■ WORK REQUIRED:
Search the data below for "crate"; list each line that holds it.

[Saved entries]
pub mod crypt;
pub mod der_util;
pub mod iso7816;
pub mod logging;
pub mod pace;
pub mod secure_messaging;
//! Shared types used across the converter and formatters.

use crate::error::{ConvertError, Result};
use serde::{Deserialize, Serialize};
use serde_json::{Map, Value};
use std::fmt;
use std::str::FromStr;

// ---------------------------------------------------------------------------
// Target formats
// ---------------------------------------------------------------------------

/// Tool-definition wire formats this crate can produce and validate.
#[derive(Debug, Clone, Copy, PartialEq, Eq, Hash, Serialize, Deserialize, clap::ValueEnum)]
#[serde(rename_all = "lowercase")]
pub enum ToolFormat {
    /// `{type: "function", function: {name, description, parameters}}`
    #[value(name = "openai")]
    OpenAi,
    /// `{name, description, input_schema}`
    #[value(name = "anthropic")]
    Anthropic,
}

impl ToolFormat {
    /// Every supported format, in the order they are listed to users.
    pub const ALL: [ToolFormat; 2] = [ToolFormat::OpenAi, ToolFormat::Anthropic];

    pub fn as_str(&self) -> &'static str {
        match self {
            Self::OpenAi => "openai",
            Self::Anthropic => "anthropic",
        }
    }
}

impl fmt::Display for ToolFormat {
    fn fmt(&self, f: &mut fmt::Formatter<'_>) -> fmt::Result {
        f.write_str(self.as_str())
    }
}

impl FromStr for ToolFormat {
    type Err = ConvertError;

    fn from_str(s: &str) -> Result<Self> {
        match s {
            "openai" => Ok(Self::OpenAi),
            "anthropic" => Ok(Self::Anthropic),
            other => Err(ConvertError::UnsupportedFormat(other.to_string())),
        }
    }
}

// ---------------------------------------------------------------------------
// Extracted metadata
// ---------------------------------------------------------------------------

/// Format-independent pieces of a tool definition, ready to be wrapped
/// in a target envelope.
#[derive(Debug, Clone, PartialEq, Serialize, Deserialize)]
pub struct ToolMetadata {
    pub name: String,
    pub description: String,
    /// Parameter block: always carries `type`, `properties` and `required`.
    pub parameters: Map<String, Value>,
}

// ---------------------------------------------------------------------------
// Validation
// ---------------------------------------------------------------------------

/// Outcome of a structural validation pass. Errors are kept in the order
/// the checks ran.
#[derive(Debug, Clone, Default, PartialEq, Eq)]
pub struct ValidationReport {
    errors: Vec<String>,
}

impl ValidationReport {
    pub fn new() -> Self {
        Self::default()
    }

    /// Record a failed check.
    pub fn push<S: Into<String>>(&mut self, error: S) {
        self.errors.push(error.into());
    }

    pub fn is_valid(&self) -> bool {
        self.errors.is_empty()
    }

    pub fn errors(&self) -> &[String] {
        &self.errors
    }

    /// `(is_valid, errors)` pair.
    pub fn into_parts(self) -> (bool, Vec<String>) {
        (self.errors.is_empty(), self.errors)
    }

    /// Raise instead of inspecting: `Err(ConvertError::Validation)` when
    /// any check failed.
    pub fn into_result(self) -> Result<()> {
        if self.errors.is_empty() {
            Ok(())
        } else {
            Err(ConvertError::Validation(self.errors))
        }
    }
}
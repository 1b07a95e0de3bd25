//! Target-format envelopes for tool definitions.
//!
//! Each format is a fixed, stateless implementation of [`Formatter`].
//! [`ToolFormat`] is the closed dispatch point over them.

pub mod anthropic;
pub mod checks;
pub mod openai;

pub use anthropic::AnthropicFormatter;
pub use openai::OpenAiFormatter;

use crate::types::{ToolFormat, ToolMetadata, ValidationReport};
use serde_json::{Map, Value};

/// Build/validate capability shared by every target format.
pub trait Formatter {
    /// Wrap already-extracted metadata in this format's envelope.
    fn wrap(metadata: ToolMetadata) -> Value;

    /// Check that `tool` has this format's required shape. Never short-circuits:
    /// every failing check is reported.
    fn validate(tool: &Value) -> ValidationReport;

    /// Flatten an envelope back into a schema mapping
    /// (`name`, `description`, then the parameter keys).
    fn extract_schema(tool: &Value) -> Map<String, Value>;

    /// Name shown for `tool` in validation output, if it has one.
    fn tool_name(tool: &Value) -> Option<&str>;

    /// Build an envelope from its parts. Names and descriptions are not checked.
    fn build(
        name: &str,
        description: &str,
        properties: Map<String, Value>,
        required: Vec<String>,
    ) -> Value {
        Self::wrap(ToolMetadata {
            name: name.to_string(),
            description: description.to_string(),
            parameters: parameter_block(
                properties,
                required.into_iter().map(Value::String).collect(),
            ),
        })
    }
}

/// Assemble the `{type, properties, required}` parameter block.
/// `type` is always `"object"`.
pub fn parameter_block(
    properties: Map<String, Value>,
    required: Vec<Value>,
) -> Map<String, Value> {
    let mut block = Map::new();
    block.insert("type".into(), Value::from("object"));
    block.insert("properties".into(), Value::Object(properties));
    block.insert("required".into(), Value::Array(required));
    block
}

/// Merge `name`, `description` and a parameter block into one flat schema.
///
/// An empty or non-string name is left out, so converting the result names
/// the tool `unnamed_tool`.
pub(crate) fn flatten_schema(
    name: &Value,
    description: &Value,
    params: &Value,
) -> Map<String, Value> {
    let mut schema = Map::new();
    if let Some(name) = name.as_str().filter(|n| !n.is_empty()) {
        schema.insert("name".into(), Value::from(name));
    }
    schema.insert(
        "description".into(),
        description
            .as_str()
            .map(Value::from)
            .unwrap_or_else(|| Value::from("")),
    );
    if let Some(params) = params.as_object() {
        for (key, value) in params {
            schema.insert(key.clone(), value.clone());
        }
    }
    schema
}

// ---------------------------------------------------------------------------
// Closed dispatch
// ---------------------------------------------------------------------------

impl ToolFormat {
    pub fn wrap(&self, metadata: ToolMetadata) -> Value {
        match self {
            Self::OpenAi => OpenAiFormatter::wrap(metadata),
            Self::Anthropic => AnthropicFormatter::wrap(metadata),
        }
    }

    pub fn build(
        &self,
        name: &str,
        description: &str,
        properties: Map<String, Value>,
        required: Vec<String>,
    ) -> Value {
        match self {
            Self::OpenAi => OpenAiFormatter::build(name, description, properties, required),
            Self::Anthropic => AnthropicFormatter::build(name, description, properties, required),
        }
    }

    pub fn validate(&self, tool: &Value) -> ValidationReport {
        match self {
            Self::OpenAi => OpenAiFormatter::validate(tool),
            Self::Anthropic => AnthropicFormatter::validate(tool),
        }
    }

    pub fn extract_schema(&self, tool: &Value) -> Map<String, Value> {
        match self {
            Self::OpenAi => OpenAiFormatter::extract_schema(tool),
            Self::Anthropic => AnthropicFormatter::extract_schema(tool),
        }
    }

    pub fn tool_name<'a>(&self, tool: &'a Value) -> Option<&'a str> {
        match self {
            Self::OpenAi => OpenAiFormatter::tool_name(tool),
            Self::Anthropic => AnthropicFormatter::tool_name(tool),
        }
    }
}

■ ANSWER:
use crate::error::{ConvertError, Result};
/// Tool-definition wire formats this crate can produce and validate.
use crate::types::{ToolFormat, ToolMetadata, ValidationReport};
pub(crate) fn flatten_schema(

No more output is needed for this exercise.